Adrenal insufficiency and long-term glucocorticoid replacement may have had opposing effects on bone metabolism in comparison to hypoparathyroidism in P1 and P2. Their current hydrocortisone equivalent doses are near the recommended dose corresponding endogenous production of glucocorticoids [17]. Glucocorticoids act on osteoblasts, osteocytes, and osteoclasts as well as their precursors. Reduced bone formation at trabecular bone sites and increased endocortical resorption are the most consistent pathological findings of glucocorticoid excess [18]. Although meta-analysis showed that patients receiving glucocorticoid replacement due to adrenal insufficiency have a higher fracture risk [19], only modest data exist on the effects of glucocorticoid replacement on bone. Thus far no study has explored bone properties in the patients with adrenal insufficiency by bone histomorphometry.

In addition to lack of glucocorticoids and mineralocorticoids, adrenal insufficiency may lead to lack of adrenal androgens which act as precursors for peripheral conversion to more potent androgens and estrogens. P1 had used contraceptive pills for ovarian insufficiency and no DHEA supplementation. DHEA supplementation has been associated with higher areal BMD in female patients with adrenal insufficiency [20]. Placebo controlled trial with DHEA reversed ongoing loss of bone mineral density [21]. Androgens are important for the periosteal bone growth, whereas estrogens are crucial for the attainment and maintenance of trabecular bone mass in both females and males by affecting the differentiation and function of osteoblasts as well as osteoclasts [22,23,24]. Both our patients with hypogonadism showed decreased trabecular thickness and in female P1 increased eroded surface was evident. The early onset of hypogonadism may have decreased the accrual of peak bone mass in both patients. In male patients with hypogonadism, bone histomorphometry shows marked alterations in trabecular microarchitecture with decreased trabecular connectivity [25]. No study has explored the bone histomorphometry in patients with premature ovarian insufficiency.

In addition to endocrinopathies, altered kidney function and malabsorption may affect the mineral homeostasis. P3 had stable renal tubular acidosis since childhood. A previous study on bone histomorphometry in adult patients with longstanding renal tubular acidosis suggested that chronic metabolic acidosis may result in suppression of bone formation and resorption. BMD and bone formation rates were found to be lower, while osteoid volume and surface were increased [26]. Because of the multiple contributing factors, we were not able to determine whether renal tubular acidosis, hypogonadism, or exocrine pancreas insufficiency had had most impact on bone parameters in P3. All three patients had either exocrine pancreas insufficiency or intestinal dysfunction. Although all patients had adequate 25-hydroxy vitamin D levels, their intestinal absorption capacity of necessary nutrients may have been compromised during attainment of peak bone mass and afterwards.

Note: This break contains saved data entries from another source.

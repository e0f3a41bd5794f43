//! Interactive session: runs commands against one selection table.

use catalog_lib::LoadOutcome;
use catalog_lib::SelectionTable;
use catalog_lib::TableEvent;
use catalog_lib::source::RecordSource;

use crate::command::Command;
use crate::command::HELP;
use crate::render::render_table;

/// Result of running one command.
#[derive(Debug, Clone, PartialEq, Eq)]
pub enum Reply {
    /// Text to print.
    Output(String),
    /// The user asked to leave.
    Quit,
}

/// One table bound to one record source.
pub struct Session {
    table: SelectionTable,
    source: Box<dyn RecordSource>,
}

impl Session {
    pub fn new(source: Box<dyn RecordSource>) -> Self {
        Self {
            table: SelectionTable::new(),
            source,
        }
    }

    pub fn table(&self) -> &SelectionTable {
        &self.table
    }

    /// Run one command.
    pub async fn execute(&mut self, command: Command) -> Reply {
        let output = match command {
            Command::Page(number) => self.go_to(number).await,
            Command::Next => match self.table.next_page_number() {
                Some(number) => self.go_to(number).await,
                None => "Already on the last page".to_string(),
            },
            Command::Prev => match self.table.prev_page_number() {
                Some(number) => self.go_to(number).await,
                None => "Already on the first page".to_string(),
            },
            Command::Check(ids) => {
                let (on_page, elsewhere): (Vec<_>, Vec<_>) =
                    ids.into_iter().partition(|id| self.table.page().contains(*id));
                let checked = on_page
                    .into_iter()
                    .filter_map(|id| self.table.page().find(id).cloned())
                    .collect();
                let rendered = self.dispatch(TableEvent::SelectionChanged(checked));
                if elsewhere.is_empty() {
                    rendered
                } else {
                    let ids: Vec<_> = elsewhere.iter().map(|id| id.to_string()).collect();
                    format!("Not on this page, ignored: {}\n{}", ids.join(", "), rendered)
                }
            }
            Command::SelectAll => self.dispatch(TableEvent::SelectAll),
            Command::DeselectAll => self.dispatch(TableEvent::DeselectAll),
            Command::Count(text) => self.dispatch(TableEvent::SetCount(text)),
            Command::First(text) => {
                if let Some(text) = text {
                    self.table.set_count(text);
                }
                self.dispatch(TableEvent::SelectFirstN)
            }
            Command::Show => render_table(&self.table),
            Command::Selected => {
                let ids = self.table.store().ids();
                if ids.is_empty() {
                    "Nothing selected".to_string()
                } else {
                    let ids: Vec<_> = ids.iter().map(|id| id.to_string()).collect();
                    format!("{}: {}", self.table.selected_label(), ids.join(", "))
                }
            }
            Command::Help => HELP.to_string(),
            Command::Quit => return Reply::Quit,
        };
        Reply::Output(output)
    }

    /// Load a page and render the result.
    pub async fn go_to(&mut self, number: u32) -> String {
        match self.table.load_page(self.source.as_ref(), number).await {
            Ok(LoadOutcome::Failed) => format!(
                "Could not load page {} (see log)\n{}",
                number,
                render_table(&self.table)
            ),
            Ok(_) => render_table(&self.table),
            Err(err) => err.to_string(),
        }
    }

    fn dispatch(&mut self, event: TableEvent) -> String {
        match self.table.handle(event) {
            Ok(()) => render_table(&self.table),
            Err(err) => err.to_string(),
        }
    }
}

#[cfg(test)]
mod tests {
    use catalog_lib::model::Record;
    use catalog_lib::source::MemoryRecordSource;

    use super::*;

    fn session() -> Session {
        let records = (1..=30).map(Record::new).collect();
        Session::new(Box::new(MemoryRecordSource::new(records).with_page_size(10)))
    }

    async fn run(session: &mut Session, line: &str) -> Reply {
        session.execute(line.parse().unwrap()).await
    }

    #[tokio::test]
    async fn test_browse_and_select() {
        let mut session = session();
        session.go_to(1).await;

        run(&mut session, "check 1,2").await;
        run(&mut session, "next").await;
        run(&mut session, "all").await;
        assert_eq!(session.table().selected_count(), 12);

        run(&mut session, "check 11").await;
        assert_eq!(
            run(&mut session, "selected").await,
            Reply::Output("Selected: 3: 1, 2, 11".to_string())
        );
    }

    #[tokio::test]
    async fn test_first_n_reports_invalid_input() {
        let mut session = session();
        session.go_to(2).await;
        run(&mut session, "all").await;

        let reply = run(&mut session, "first 0").await;
        assert_eq!(
            reply,
            Reply::Output(
                "Invalid input: selection count must be a positive number, got 0".to_string()
            )
        );
        assert_eq!(session.table().selected_count(), 10);

        run(&mut session, "count 3").await;
        run(&mut session, "first").await;
        assert_eq!(session.table().store().ids(), vec![11, 12, 13]);
        assert!(session.table().count().is_empty());
    }

    #[tokio::test]
    async fn test_navigation_edges() {
        let mut session = session();
        session.go_to(1).await;
        assert_eq!(
            run(&mut session, "prev").await,
            Reply::Output("Already on the first page".to_string())
        );

        let reply = run(&mut session, "page 0").await;
        assert_eq!(
            reply,
            Reply::Output("Invalid input: page number must be at least 1, got 0".to_string())
        );
        assert_eq!(session.table().page().current_page(), 1);
        assert_eq!(run(&mut session, "quit").await, Reply::Quit);
    }

    #[tokio::test]
    async fn test_check_ignores_ids_from_other_pages() {
        let mut session = session();
        session.go_to(1).await;
        let reply = run(&mut session, "check 3, 25, 26").await;
        assert_eq!(session.table().store().ids(), vec![3]);
        match reply {
            Reply::Output(text) => {
                assert!(text.starts_with("Not on this page, ignored: 25, 26\n"));
            }
            Reply::Quit => panic!("unexpected quit"),
        }
    }
}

The small number of participants and the lack of control subjects are the major limitations of the study. All three patients present with the severe phenotype of APS1, and the results may not apply to patients with milder disease severity.

In conclusion, we demonstrate variable and significant bone pathology on the tissue level in three patients with severe APS1 and osteoporosis. Altered mineralization and bone metabolism reflected some features of hormonal defects but the large number of endocrinopathies, often with opposing effects make it difficult to identify the main cause of observed pathologies and to identify potential primary skeletal effects. Osteoporosis treatment in patients with APS1 should consider the possibility of a mineralization defect.